**Problem description:** Go through the data below. Pull out every line that has the word "download".

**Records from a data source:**
------
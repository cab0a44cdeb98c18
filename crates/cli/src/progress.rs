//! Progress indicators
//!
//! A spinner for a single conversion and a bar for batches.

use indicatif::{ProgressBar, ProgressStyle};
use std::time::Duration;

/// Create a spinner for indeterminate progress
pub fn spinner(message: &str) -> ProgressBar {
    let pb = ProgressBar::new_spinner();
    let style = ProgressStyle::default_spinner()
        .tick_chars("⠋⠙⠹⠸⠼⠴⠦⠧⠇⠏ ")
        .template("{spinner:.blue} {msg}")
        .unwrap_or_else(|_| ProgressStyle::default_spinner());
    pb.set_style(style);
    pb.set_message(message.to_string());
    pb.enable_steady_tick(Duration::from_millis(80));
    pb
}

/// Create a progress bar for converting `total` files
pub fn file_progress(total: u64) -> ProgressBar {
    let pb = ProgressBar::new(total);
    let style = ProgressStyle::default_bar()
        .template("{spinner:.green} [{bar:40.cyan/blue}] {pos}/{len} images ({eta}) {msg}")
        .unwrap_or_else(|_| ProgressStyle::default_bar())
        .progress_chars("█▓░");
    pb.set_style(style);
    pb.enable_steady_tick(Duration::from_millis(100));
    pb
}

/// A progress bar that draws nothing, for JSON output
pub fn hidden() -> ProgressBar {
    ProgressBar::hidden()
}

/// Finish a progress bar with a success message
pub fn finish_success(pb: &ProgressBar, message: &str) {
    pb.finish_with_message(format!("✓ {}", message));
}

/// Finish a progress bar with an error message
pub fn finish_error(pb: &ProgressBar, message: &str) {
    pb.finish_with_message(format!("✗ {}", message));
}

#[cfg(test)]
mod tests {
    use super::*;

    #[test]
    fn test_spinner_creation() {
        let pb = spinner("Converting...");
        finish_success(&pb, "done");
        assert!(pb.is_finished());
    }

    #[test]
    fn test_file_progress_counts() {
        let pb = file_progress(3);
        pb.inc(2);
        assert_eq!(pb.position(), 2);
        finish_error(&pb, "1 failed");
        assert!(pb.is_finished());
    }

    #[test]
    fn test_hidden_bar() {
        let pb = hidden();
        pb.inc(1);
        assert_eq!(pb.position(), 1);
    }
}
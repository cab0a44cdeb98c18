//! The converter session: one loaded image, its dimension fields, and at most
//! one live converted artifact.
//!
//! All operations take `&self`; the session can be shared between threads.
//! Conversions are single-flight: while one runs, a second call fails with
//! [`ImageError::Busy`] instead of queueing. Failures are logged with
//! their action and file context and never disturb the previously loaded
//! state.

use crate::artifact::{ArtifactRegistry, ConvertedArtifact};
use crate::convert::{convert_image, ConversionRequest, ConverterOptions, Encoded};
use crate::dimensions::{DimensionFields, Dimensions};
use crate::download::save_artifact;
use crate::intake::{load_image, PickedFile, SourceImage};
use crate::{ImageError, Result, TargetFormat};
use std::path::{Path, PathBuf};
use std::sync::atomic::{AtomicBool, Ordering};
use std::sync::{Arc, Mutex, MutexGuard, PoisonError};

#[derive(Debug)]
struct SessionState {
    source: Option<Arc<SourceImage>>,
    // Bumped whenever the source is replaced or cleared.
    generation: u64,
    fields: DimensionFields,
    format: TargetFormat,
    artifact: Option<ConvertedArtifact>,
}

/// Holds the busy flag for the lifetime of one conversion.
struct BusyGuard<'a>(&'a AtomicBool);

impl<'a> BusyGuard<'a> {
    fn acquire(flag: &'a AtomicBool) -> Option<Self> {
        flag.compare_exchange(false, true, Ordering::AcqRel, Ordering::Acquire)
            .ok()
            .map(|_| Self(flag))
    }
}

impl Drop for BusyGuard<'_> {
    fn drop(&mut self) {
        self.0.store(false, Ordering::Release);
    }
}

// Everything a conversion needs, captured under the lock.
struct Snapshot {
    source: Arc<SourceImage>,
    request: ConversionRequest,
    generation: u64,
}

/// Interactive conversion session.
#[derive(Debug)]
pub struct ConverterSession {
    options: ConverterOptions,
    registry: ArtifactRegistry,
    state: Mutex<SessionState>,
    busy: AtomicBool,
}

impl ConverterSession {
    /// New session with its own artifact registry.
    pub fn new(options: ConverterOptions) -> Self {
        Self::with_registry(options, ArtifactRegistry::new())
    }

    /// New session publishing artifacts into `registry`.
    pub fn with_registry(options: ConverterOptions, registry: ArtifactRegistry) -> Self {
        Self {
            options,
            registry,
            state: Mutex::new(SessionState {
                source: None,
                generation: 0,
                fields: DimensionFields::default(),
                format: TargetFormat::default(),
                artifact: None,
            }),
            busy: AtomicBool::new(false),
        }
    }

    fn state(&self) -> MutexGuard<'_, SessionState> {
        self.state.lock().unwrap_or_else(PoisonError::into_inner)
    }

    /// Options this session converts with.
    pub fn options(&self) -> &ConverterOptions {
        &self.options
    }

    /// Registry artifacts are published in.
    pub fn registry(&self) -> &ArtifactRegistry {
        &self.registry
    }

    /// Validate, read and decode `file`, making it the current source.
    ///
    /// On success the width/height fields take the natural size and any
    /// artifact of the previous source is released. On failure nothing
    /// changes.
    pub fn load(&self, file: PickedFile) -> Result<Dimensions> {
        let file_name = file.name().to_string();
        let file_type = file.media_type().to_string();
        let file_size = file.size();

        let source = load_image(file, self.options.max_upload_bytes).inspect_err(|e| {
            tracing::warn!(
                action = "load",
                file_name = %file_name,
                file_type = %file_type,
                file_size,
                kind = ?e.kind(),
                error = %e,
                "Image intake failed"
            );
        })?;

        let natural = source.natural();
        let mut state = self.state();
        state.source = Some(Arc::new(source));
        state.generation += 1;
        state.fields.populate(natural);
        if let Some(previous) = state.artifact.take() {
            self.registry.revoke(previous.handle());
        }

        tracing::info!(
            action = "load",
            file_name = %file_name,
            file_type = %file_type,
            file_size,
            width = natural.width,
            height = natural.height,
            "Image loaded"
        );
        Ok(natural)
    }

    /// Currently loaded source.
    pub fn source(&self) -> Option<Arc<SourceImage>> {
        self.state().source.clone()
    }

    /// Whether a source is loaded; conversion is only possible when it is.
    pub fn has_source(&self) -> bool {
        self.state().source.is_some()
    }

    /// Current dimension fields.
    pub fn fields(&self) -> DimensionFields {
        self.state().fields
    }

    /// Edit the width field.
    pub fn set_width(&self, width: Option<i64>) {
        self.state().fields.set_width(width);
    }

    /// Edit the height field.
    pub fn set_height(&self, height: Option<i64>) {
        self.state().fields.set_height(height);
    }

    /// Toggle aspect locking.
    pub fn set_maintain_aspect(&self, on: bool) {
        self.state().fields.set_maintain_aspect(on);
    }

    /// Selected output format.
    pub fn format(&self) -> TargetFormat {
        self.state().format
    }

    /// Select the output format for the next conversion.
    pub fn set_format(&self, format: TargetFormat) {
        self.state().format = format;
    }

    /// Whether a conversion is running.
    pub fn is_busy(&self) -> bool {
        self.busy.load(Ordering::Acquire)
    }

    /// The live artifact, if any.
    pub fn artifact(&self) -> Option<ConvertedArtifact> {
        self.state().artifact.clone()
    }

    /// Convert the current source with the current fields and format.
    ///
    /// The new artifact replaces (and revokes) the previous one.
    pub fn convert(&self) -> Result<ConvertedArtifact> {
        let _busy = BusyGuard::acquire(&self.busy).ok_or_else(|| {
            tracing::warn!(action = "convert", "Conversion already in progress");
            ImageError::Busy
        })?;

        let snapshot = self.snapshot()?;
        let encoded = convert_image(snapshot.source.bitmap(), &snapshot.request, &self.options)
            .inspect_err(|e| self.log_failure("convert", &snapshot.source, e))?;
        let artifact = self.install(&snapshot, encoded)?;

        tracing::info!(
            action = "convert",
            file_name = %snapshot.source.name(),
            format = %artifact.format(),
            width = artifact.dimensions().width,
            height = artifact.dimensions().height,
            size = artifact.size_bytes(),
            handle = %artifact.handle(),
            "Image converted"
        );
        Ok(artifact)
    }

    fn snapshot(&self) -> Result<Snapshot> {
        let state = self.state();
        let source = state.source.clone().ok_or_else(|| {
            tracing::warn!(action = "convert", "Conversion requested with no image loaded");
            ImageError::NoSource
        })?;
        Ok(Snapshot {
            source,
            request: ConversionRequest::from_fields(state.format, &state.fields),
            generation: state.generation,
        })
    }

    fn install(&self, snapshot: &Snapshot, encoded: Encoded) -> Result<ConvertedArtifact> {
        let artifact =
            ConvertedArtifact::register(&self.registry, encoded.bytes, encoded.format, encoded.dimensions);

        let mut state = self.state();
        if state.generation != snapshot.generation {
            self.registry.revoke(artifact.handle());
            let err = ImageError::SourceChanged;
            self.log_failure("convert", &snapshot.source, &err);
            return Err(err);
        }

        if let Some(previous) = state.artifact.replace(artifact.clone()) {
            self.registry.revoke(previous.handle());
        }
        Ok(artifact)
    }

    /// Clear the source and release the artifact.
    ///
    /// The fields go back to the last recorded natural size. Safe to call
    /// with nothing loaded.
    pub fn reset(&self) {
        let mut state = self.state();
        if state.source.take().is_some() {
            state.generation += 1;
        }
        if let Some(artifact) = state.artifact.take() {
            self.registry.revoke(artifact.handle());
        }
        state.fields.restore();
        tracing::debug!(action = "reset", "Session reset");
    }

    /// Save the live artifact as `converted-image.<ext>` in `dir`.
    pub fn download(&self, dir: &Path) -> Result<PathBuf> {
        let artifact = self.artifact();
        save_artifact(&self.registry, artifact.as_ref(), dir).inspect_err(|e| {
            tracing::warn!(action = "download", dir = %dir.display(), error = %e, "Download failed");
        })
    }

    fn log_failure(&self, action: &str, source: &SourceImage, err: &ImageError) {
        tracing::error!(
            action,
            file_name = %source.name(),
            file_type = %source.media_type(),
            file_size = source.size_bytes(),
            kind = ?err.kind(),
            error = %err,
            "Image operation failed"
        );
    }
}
------
**Task response:**
use crate::download::save_artifact;
    pub fn download(&self, dir: &Path) -> Result<PathBuf> {
            tracing::warn!(action = "download", dir = %dir.display(), error = %e, "Download failed");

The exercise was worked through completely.